● **What is being asked**
In the records below, find each line containing the word "attribute" and copy it.

(Stored data)
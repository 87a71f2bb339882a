//! Segment (user attribute) values and their wire normalization.
//!
//! The backend only accepts string values. Numbers and booleans are sent as
//! their canonical string form and instants as Unix epoch seconds. Values of
//! any other kind are dropped before transmission, never sent.

use chrono::{DateTime, Utc};
use serde_json::{Map, Number, Value};
use std::collections::BTreeMap;

/// A segment value as supplied by the host.
#[derive(Debug, Clone, PartialEq)]
pub enum SegmentValue {
    /// Passed through unchanged.
    String(String),
    /// Canonical numeric string (`10`, `1.5`).
    Number(Number),
    /// `true` / `false`.
    Boolean(bool),
    /// Sent as epoch seconds.
    Instant(DateTime<Utc>),
    /// Anything else (null, arrays, objects). Never transmitted.
    Unsupported(Value),
}

impl SegmentValue {
    /// Wire form, or `None` for unsupported kinds.
    pub fn to_wire(&self) -> Option<String> {
        match self {
            Self::String(s) => Some(s.clone()),
            Self::Number(n) => Some(n.to_string()),
            Self::Boolean(b) => Some(b.to_string()),
            Self::Instant(t) => Some(t.timestamp().to_string()),
            Self::Unsupported(_) => None,
        }
    }

    /// Interpret a command-line value.
    ///
    /// `true`/`false` become booleans, numbers become numbers, RFC 3339
    /// timestamps become instants and everything else stays a string.
    pub fn parse_cli(raw: &str) -> Self {
        match raw {
            "true" => return Self::Boolean(true),
            "false" => return Self::Boolean(false),
            _ => {}
        }
        if let Ok(Value::Number(n)) = serde_json::from_str::<Value>(raw) {
            return Self::Number(n);
        }
        if let Ok(t) = DateTime::parse_from_rfc3339(raw) {
            return Self::Instant(t.with_timezone(&Utc));
        }
        Self::String(raw.to_string())
    }
}

impl From<&str> for SegmentValue {
    fn from(s: &str) -> Self {
        Self::String(s.to_string())
    }
}

impl From<String> for SegmentValue {
    fn from(s: String) -> Self {
        Self::String(s)
    }
}

impl From<bool> for SegmentValue {
    fn from(b: bool) -> Self {
        Self::Boolean(b)
    }
}

impl From<i32> for SegmentValue {
    fn from(n: i32) -> Self {
        Self::Number(n.into())
    }
}

impl From<i64> for SegmentValue {
    fn from(n: i64) -> Self {
        Self::Number(n.into())
    }
}

impl From<u64> for SegmentValue {
    fn from(n: u64) -> Self {
        Self::Number(n.into())
    }
}

impl From<f64> for SegmentValue {
    fn from(n: f64) -> Self {
        // NaN and infinities have no JSON number form
        Number::from_f64(n).map_or(Self::Unsupported(Value::Null), Self::Number)
    }
}

impl From<DateTime<Utc>> for SegmentValue {
    fn from(t: DateTime<Utc>) -> Self {
        Self::Instant(t)
    }
}

impl From<Value> for SegmentValue {
    fn from(value: Value) -> Self {
        match value {
            Value::String(s) => Self::String(s),
            Value::Number(n) => Self::Number(n),
            Value::Bool(b) => Self::Boolean(b),
            other => Self::Unsupported(other),
        }
    }
}

/// Caller-defined attribute name → value mapping.
#[derive(Debug, Clone, Default, PartialEq)]
pub struct SegmentSet {
    values: BTreeMap<String, SegmentValue>,
}

impl SegmentSet {
    /// Empty set.
    pub fn new() -> Self {
        Self::default()
    }

    /// Insert or replace a value.
    pub fn insert(&mut self, name: impl Into<String>, value: impl Into<SegmentValue>) -> &mut Self {
        self.values.insert(name.into(), value.into());
        self
    }

    /// Merge another set; later values win.
    pub fn extend(&mut self, other: SegmentSet) -> &mut Self {
        self.values.extend(other.values);
        self
    }

    /// Number of entries, including unsupported ones.
    pub fn len(&self) -> usize {
        self.values.len()
    }

    /// Whether the set is empty.
    pub fn is_empty(&self) -> bool {
        self.values.is_empty()
    }

    /// Iterate entries.
    pub fn iter(&self) -> impl Iterator<Item = (&str, &SegmentValue)> {
        self.values.iter().map(|(k, v)| (k.as_str(), v))
    }
}

impl From<Map<String, Value>> for SegmentSet {
    fn from(map: Map<String, Value>) -> Self {
        map.into_iter().collect()
    }
}

impl<K: Into<String>, V: Into<SegmentValue>> FromIterator<(K, V)> for SegmentSet {
    fn from_iter<I: IntoIterator<Item = (K, V)>>(iter: I) -> Self {
        Self {
            values: iter.into_iter().map(|(k, v)| (k.into(), v.into())).collect(),
        }
    }
}

/// Normalize every value to its wire string, dropping unsupported kinds.
pub fn normalize_segments(raw: &SegmentSet) -> BTreeMap<String, String> {
    raw.iter()
        .filter_map(|(name, value)| match value.to_wire() {
            Some(wire) => Some((name.to_string(), wire)),
            None => {
                log::debug!("[Segments] Dropping unsupported value for '{name}'");
                None
            }
        })
        .collect()
}

#[cfg(test)]
mod tests {
    use super::*;
    use chrono::TimeZone;
    use serde_json::json;

    #[test]
    fn test_normalizes_mixed_kinds() {
        let when = Utc.with_ymd_and_hms(2024, 1, 2, 3, 4, 5).unwrap();
        let mut raw = SegmentSet::new();
        raw.insert("count", 10)
            .insert("active", true)
            .insert("when", when)
            .insert("label", "x")
            .insert("nested", json!({"a": 1}));

        let wire = normalize_segments(&raw);

        assert_eq!(wire.len(), 4);
        assert_eq!(wire["count"], "10");
        assert_eq!(wire["active"], "true");
        assert_eq!(wire["when"], when.timestamp().to_string());
        assert_eq!(wire["when"], "1704164645");
        assert_eq!(wire["label"], "x");
        assert!(!wire.contains_key("nested"));
    }

    #[test]
    fn test_fractional_number_keeps_fraction() {
        let raw: SegmentSet = [("ratio", 1.5)].into_iter().collect();
        assert_eq!(normalize_segments(&raw)["ratio"], "1.5");
    }

    #[test]
    fn test_non_finite_number_is_dropped() {
        let raw: SegmentSet = [("bad", f64::NAN)].into_iter().collect();
        assert!(normalize_segments(&raw).is_empty());
    }

    #[test]
    fn test_pre_epoch_instant_floors() {
        let t = Utc.timestamp_millis_opt(-1500).unwrap();
        let raw: SegmentSet = [("t", t)].into_iter().collect();
        assert_eq!(normalize_segments(&raw)["t"], "-2");
    }

    #[test]
    fn test_from_json_object_drops_structures() {
        let obj = json!({
            "plan": "pro",
            "age": 30,
            "vip": false,
            "tags": ["a", "b"],
            "missing": null
        });
        let Value::Object(map) = obj else { unreachable!() };
        let wire = normalize_segments(&SegmentSet::from(map));

        assert_eq!(wire.len(), 3);
        assert_eq!(wire["plan"], "pro");
        assert_eq!(wire["age"], "30");
        assert_eq!(wire["vip"], "false");
    }

    #[test]
    fn test_extend_later_wins() {
        let mut a: SegmentSet = [("k", "old")].into_iter().collect();
        let b: SegmentSet = [("k", "new")].into_iter().collect();
        a.extend(b);
        assert_eq!(normalize_segments(&a)["k"], "new");
    }

    #[test]
    fn test_parse_cli_values() {
        assert_eq!(SegmentValue::parse_cli("true"), SegmentValue::Boolean(true));
        assert_eq!(SegmentValue::parse_cli("42"), SegmentValue::from(42));
        assert_eq!(SegmentValue::parse_cli("pro"), SegmentValue::from("pro"));
        assert_eq!(
            SegmentValue::parse_cli("2024-01-02T03:04:05Z").to_wire().as_deref(),
            Some("1704164645")
        );
    }
}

● **Response to this task**
//! Segment (user attribute) values and their wire normalization.
/// Caller-defined attribute name → value mapping.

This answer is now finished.